Ranking Streaming Services from Best to Worst
Which streaming services are right for you? Let’s take a look at the best streaming sites, a few in the middle, and the streaming TV to avoid.
Top Picks of the Pack
As the streaming service against which we measure all others, Netflix maintains its dominance in the field. Their original shows—from Stranger Things and Bridgerton to House of Cards and The Queen's Gambit and more—have garnered legions of fans and a slew of Emmys. Plus, Netflix has thousands of on-demand movies. All with a price of $8.99 per month for a basic subscription. For value, quality, and sheer volume, it's hard to unseat the streaming king.
With a 2020 debut, Disney Plus is a relative newcomer to the streaming scene, quickly amassing tens of millions of subscribers. A big part of the service's success lies in the gargantuan library of the Mouse House: animated classics from the 50s to the 90s, the most recent entries in the Star Wars franchise, offerings from the Marvel universe, content from National Geographic, and much more.
While there's lots of content for adults, Disney Plus is especially good if you've got young kids given the tons of animation. With 4K streaming, offline downloads, and a cost of $7.99 per month (or $79.99 annually), Disney Plus ranks high.
Streaming Services on the Bubble
Amazon Prime Video
This one may work well for you if you're an Amazon Prime customer; the $12.99 per month package with Amazon Prime Video includes free two-day shipping, free music streaming, and a free monthly Kindle book on top of videos. Alone, Prime Video costs $8.99 per month. For that price, you don't get nearly the number of titles as you do with Netflix, or the premier content of Disney. But Amazon Prime does have the NFL's Thursday Night Football, a good collection of movies, and some decent Amazon originals.
It's hard to beat Hulu for value: it's $6.99 a month. But that low price tag does come with some ads—double the cost if you want the ad-free version, a pricey option. In terms of TV, Hulu is pretty impressive, with a giant reservoir of network selections from the likes of NBC, ABC, Fox, and FX. The movie library is solid, covering all the basic genres from comedy to horror. As for Hulu's original programming?

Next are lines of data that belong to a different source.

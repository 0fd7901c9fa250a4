use clap::{Parser, Subcommand};
use std::path::PathBuf;

#[derive(Parser)]
#[command(
    name = "farmcast",
    version,
    about = "Weather alerts and farm recommendations TUI"
)]
pub struct Cli {
    #[command(subcommand)]
    pub command: Option<Commands>,

    /// Path to config.yaml
    #[arg(short, long)]
    pub config: Option<PathBuf>,

    /// Increase log verbosity (-v for debug, -vv for trace)
    #[arg(short, long, action = clap::ArgAction::Count)]
    pub verbose: u8,
}

#[derive(Subcommand)]
pub enum Commands {
    /// Re-run interactive setup
    Init,
    /// Validate config and test connections
    Check,
    /// Fetch weather once and print alerts and recommendations
    Report {
        /// Emit the report as JSON
        #[arg(long)]
        json: bool,
        /// Evaluate only this rule id, ignoring pre-emption by other rules
        #[arg(long)]
        rule: Option<String>,
    },
}

impl Cli {
    pub fn log_level(&self) -> &'static str {
        match self.verbose {
            0 => "warn",
            1 => "debug",
            _ => "trace",
        }
    }
}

That can be hit-or-miss, much like their most acclaimed (and at times derided) series The Handmaid's Tale.
How's free for a good price? Yes, you do have ads, but they're not overwhelming and worth putting up with for the content you get. Though Peacock does have paid subscriptions that are ad-free. Maybe after you sift through the tens of thousands of hours of free programming, you'll go that route. The free stuff includes NBC's current broadcast shows, classic TV shows, popular movies, plus sports including the Olympics.
The Ones You Can Probably Skip
In fairness, the fledgling streaming service from HBO does have some good things going for it, like HBO's decades of premium-grade original films and television And some not-so-good things, like the price of $14.99 a month for their no-ad subscription ($9.99 with ads). On the good side of the ledger, HBO Max offers a pretty impressive delivery of new films on the same days they hit theaters. On the bad side, it's not available on Roku, which most of the other good streaming services offer. If you're really into HBO originals, from The Sopranos to Succession, this might be for you. If not, your money is probably best spent elsewhere.
Apple TV Plus
Even the relatively low price of $4.99 isn't enough to save Apple TV Plus. You don't get a heckuva lot of content with your subscription, just Apple's original programming, a variety of films, and series TV. There are some gems in there: Ted Lasso with Jason Sudeikis, The Morning Show with Reese Witherspoon and Jennifer Aniston, and Mythic Quest: Raven's Banquet from the folks behind It's Always Sunny in Philadelphia. But, for most people, there are not nearly enough titles to justify the monthly expense compared to other streaming options.
Rebranding from CBS All Access didn't do much to help Paramount Plus. One of its biggest problems is their low cost of $4.99 per month still comes with ads ($9.99 per month to go ad-free). That's not to say there's no good programming on the service; there's a ton of Nickelodeon TV, classic films from the Paramount vault such as The Godfather, CBS shows including Young Sheldon, and a few originals like Star Trek: Discovery. But the selection pales in comparison to similarly priced services.
Whether you go with free streaming services or pay for premier video on demand, live TV streaming services are just waiting for you to watch.
Note: Prices listed are as of December 2021.